**WHAT THE TASK ASKS**
Retype each line of the listing below, word for word.

[Start of Attachment]

//! Fleet bring-up: waiting, strict verification and orchestrator setup.

mod common;

use common::{
    RELAY, STORAGE_1, WORKER_1, WORKER_2, functions, healthy_runner, init_test_logging,
    orchestrator,
};
use fleetrun_common::testing::MockRunner;
use fleetrun_common::{
    NoDeploy, OrchestratorError, PollerConfig, ReadinessCheck, ReadinessPoller, ResourceNames,
};
use std::time::Duration;

#[tokio::test(start_paused = true)]
async fn host_that_boots_late_is_awaited() {
    init_test_logging();
    let runner = healthy_runner();
    // First two pings to worker 2 fail, then it comes up.
    runner.on_once(&format!("ping -c 1 -W 2 {WORKER_2}"), MockRunner::fail(1, ""));
    runner.on_once(&format!("ping -c 1 -W 2 {WORKER_2}"), MockRunner::fail(1, ""));
    let poller = ReadinessPoller::new(runner.clone(), PollerConfig::default());

    let ready = poller
        .wait_until_ready(WORKER_2, Duration::from_secs(30), Duration::from_secs(1))
        .await;
    assert!(ready);
    assert_eq!(runner.lines_matching("ping").len(), 3);
}

#[tokio::test(start_paused = true)]
async fn wait_gives_up_at_the_deadline() {
    init_test_logging();
    let runner = MockRunner::new();
    runner.set_fallback(MockRunner::fail(1, ""));
    let poller = ReadinessPoller::new(runner.clone(), PollerConfig::default());

    let start = tokio::time::Instant::now();
    let ready = poller
        .wait_until_ready(WORKER_1, Duration::from_secs(5), Duration::from_secs(1))
        .await;
    assert!(!ready);
    assert!(start.elapsed() <= Duration::from_secs(5));
    assert!(runner.lines_matching("ping").len() >= 2);
}

#[tokio::test]
async fn verify_names_every_failing_host_with_its_first_failed_check() {
    init_test_logging();
    let runner = MockRunner::new();
    runner.on(&format!("ping -c 1 -W 2 {WORKER_1}"), MockRunner::fail(1, ""));
    runner.on(&format!("{WORKER_2} \"echo ok\""), MockRunner::fail(255, "Connection refused\n"));
    runner.on("echo ok", MockRunner::ok("ok\n"));
    runner.on(&format!("{STORAGE_1} \"renet version\""), MockRunner::fail(127, ""));
    runner.on("renet version", MockRunner::ok("renet 3.1.0\n"));
    let poller = ReadinessPoller::new(runner.clone(), PollerConfig::default());

    let hosts: Vec<String> = [RELAY, WORKER_1, WORKER_2, STORAGE_1]
        .iter()
        .map(|h| h.to_string())
        .collect();
    let err = poller.verify_fleet_ready(&hosts).await.unwrap_err();

    assert_eq!(
        err.to_string(),
        format!(
            "hosts not ready: {WORKER_1} (not reachable), {WORKER_2} (shell not ready), \
             {STORAGE_1} (agent not installed)"
        )
    );
    assert_eq!(err.check_for(RELAY), None);
    assert_eq!(err.check_for(STORAGE_1), Some(ReadinessCheck::Agent));

    // Unreachable hosts are never ssh'd into.
    assert!(runner.lines_matching(&format!("{WORKER_1} \"")).is_empty());
}

#[tokio::test]
async fn orchestrated_setup_then_storage_run() {
    init_test_logging();
    let runner = healthy_runner();
    let o = orchestrator(&runner);

    o.prepare_fleet(&NoDeploy).await.unwrap();
    o.initialize_datastores().await.unwrap();

    let status = o.status().await;
    assert_eq!(
        status.keys().map(String::as_str).collect::<Vec<_>>(),
        [RELAY, WORKER_1, WORKER_2, STORAGE_1]
    );
    assert!(status.values().all(|s| s.is_ready()));

    let mut tracker = o.tracker(WORKER_1);
    let stack = tracker
        .create_storage_stack(&ResourceNames::with_run_id("orch"), "4G")
        .await
        .unwrap();
    assert_eq!(stack.pool, "test-pool-orch");

    runner.clear_calls();
    assert!(tracker.cleanup().await.success);
    assert_eq!(
        functions(&runner),
        [
            "ceph_clone_delete",
            "ceph_snapshot_unprotect",
            "ceph_snapshot_delete",
            "ceph_image_delete",
            "ceph_pool_delete",
        ]
    );
    for line in runner.calls().iter().map(|c| &c.line) {
        assert!(line.contains(RELAY) && line.contains(WORKER_1));
        assert!(line.contains("--datastore-path /mnt/rediacc"));
    }
}

#[tokio::test]
async fn datastore_failure_names_the_host() {
    init_test_logging();
    let runner = healthy_runner();
    runner.on(
        &format!("{WORKER_2} \"renet bridge once"),
        MockRunner::fail(1, "level=fatal msg=\"no free loop device\"\n"),
    );
    let o = orchestrator(&runner);

    let err = o.initialize_datastores().await.unwrap_err();
    assert!(matches!(
        &err,
        OrchestratorError::Datastore { host, exit_code: 1, .. } if host == WORKER_2
    ));
    assert!(err.to_string().contains("no free loop device"));
}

[End of Attachment]

**EXPECTED ANSWER**
//! Fleet bring-up: waiting, strict verification and orchestrator setup.

mod common;

use common::{
    RELAY, STORAGE_1, WORKER_1, WORKER_2, functions, healthy_runner, init_test_logging,
    orchestrator,
};
use fleetrun_common::testing::MockRunner;
use fleetrun_common::{
    NoDeploy, OrchestratorError, PollerConfig, ReadinessCheck, ReadinessPoller, ResourceNames,
};
use std::time::Duration;

#[tokio::test(start_paused = true)]
async fn host_that_boots_late_is_awaited() {
    init_test_logging();
    let runner = healthy_runner();
    // First two pings to worker 2 fail, then it comes up.
    runner.on_once(&format!("ping -c 1 -W 2 {WORKER_2}"), MockRunner::fail(1, ""));
    runner.on_once(&format!("ping -c 1 -W 2 {WORKER_2}"), MockRunner::fail(1, ""));
    let poller = ReadinessPoller::new(runner.clone(), PollerConfig::default());

    let ready = poller
        .wait_until_ready(WORKER_2, Duration::from_secs(30), Duration::from_secs(1))
        .await;
    assert!(ready);
    assert_eq!(runner.lines_matching("ping").len(), 3);
}

#[tokio::test(start_paused = true)]
async fn wait_gives_up_at_the_deadline() {
    init_test_logging();
    let runner = MockRunner::new();
    runner.set_fallback(MockRunner::fail(1, ""));
    let poller = ReadinessPoller::new(runner.clone(), PollerConfig::default());

    let start = tokio::time::Instant::now();
    let ready = poller
        .wait_until_ready(WORKER_1, Duration::from_secs(5), Duration::from_secs(1))
        .await;
    assert!(!ready);
    assert!(start.elapsed() <= Duration::from_secs(5));
    assert!(runner.lines_matching("ping").len() >= 2);
}

#[tokio::test]
async fn verify_names_every_failing_host_with_its_first_failed_check() {
    init_test_logging();
    let runner = MockRunner::new();
    runner.on(&format!("ping -c 1 -W 2 {WORKER_1}"), MockRunner::fail(1, ""));
    runner.on(&format!("{WORKER_2} \"echo ok\""), MockRunner::fail(255, "Connection refused\n"));
    runner.on("echo ok", MockRunner::ok("ok\n"));
    runner.on(&format!("{STORAGE_1} \"renet version\""), MockRunner::fail(127, ""));
    runner.on("renet version", MockRunner::ok("renet 3.1.0\n"));
    let poller = ReadinessPoller::new(runner.clone(), PollerConfig::default());

    let hosts: Vec<String> = [RELAY, WORKER_1, WORKER_2, STORAGE_1]
        .iter()
        .map(|h| h.to_string())
        .collect();
    let err = poller.verify_fleet_ready(&hosts).await.unwrap_err();

    assert_eq!(
        err.to_string(),
        format!(
            "hosts not ready: {WORKER_1} (not reachable), {WORKER_2} (shell not ready), \
             {STORAGE_1} (agent not installed)"
        )
    );
    assert_eq!(err.check_for(RELAY), None);
    assert_eq!(err.check_for(STORAGE_1), Some(ReadinessCheck::Agent));

    // Unreachable hosts are never ssh'd into.
    assert!(runner.lines_matching(&format!("{WORKER_1} \"")).is_empty());
}

#[tokio::test]
async fn orchestrated_setup_then_storage_run() {
    init_test_logging();
    let runner = healthy_runner();
    let o = orchestrator(&runner);

    o.prepare_fleet(&NoDeploy).await.unwrap();
    o.initialize_datastores().await.unwrap();

    let status = o.status().await;
    assert_eq!(
        status.keys().map(String::as_str).collect::<Vec<_>>(),
        [RELAY, WORKER_1, WORKER_2, STORAGE_1]
    );
    assert!(status.values().all(|s| s.is_ready()));

    let mut tracker = o.tracker(WORKER_1);
    let stack = tracker
        .create_storage_stack(&ResourceNames::with_run_id("orch"), "4G")
        .await
        .unwrap();
    assert_eq!(stack.pool, "test-pool-orch");

    runner.clear_calls();
    assert!(tracker.cleanup().await.success);
    assert_eq!(
        functions(&runner),
        [
            "ceph_clone_delete",
            "ceph_snapshot_unprotect",
            "ceph_snapshot_delete",
            "ceph_image_delete",
            "ceph_pool_delete",
        ]
    );
    for line in runner.calls().iter().map(|c| &c.line) {
        assert!(line.contains(RELAY) && line.contains(WORKER_1));
        assert!(line.contains("--datastore-path /mnt/rediacc"));
    }
}

#[tokio::test]
async fn datastore_failure_names_the_host() {
    init_test_logging();
    let runner = healthy_runner();
    runner.on(
        &format!("{WORKER_2} \"renet bridge once"),
        MockRunner::fail(1, "level=fatal msg=\"no free loop device\"\n"),
    );
    let o = orchestrator(&runner);

    let err = o.initialize_datastores().await.unwrap_err();
    assert!(matches!(
        &err,
        OrchestratorError::Datastore { host, exit_code: 1, .. } if host == WORKER_2
    ));
    assert!(err.to_string().contains("no free loop device"));
}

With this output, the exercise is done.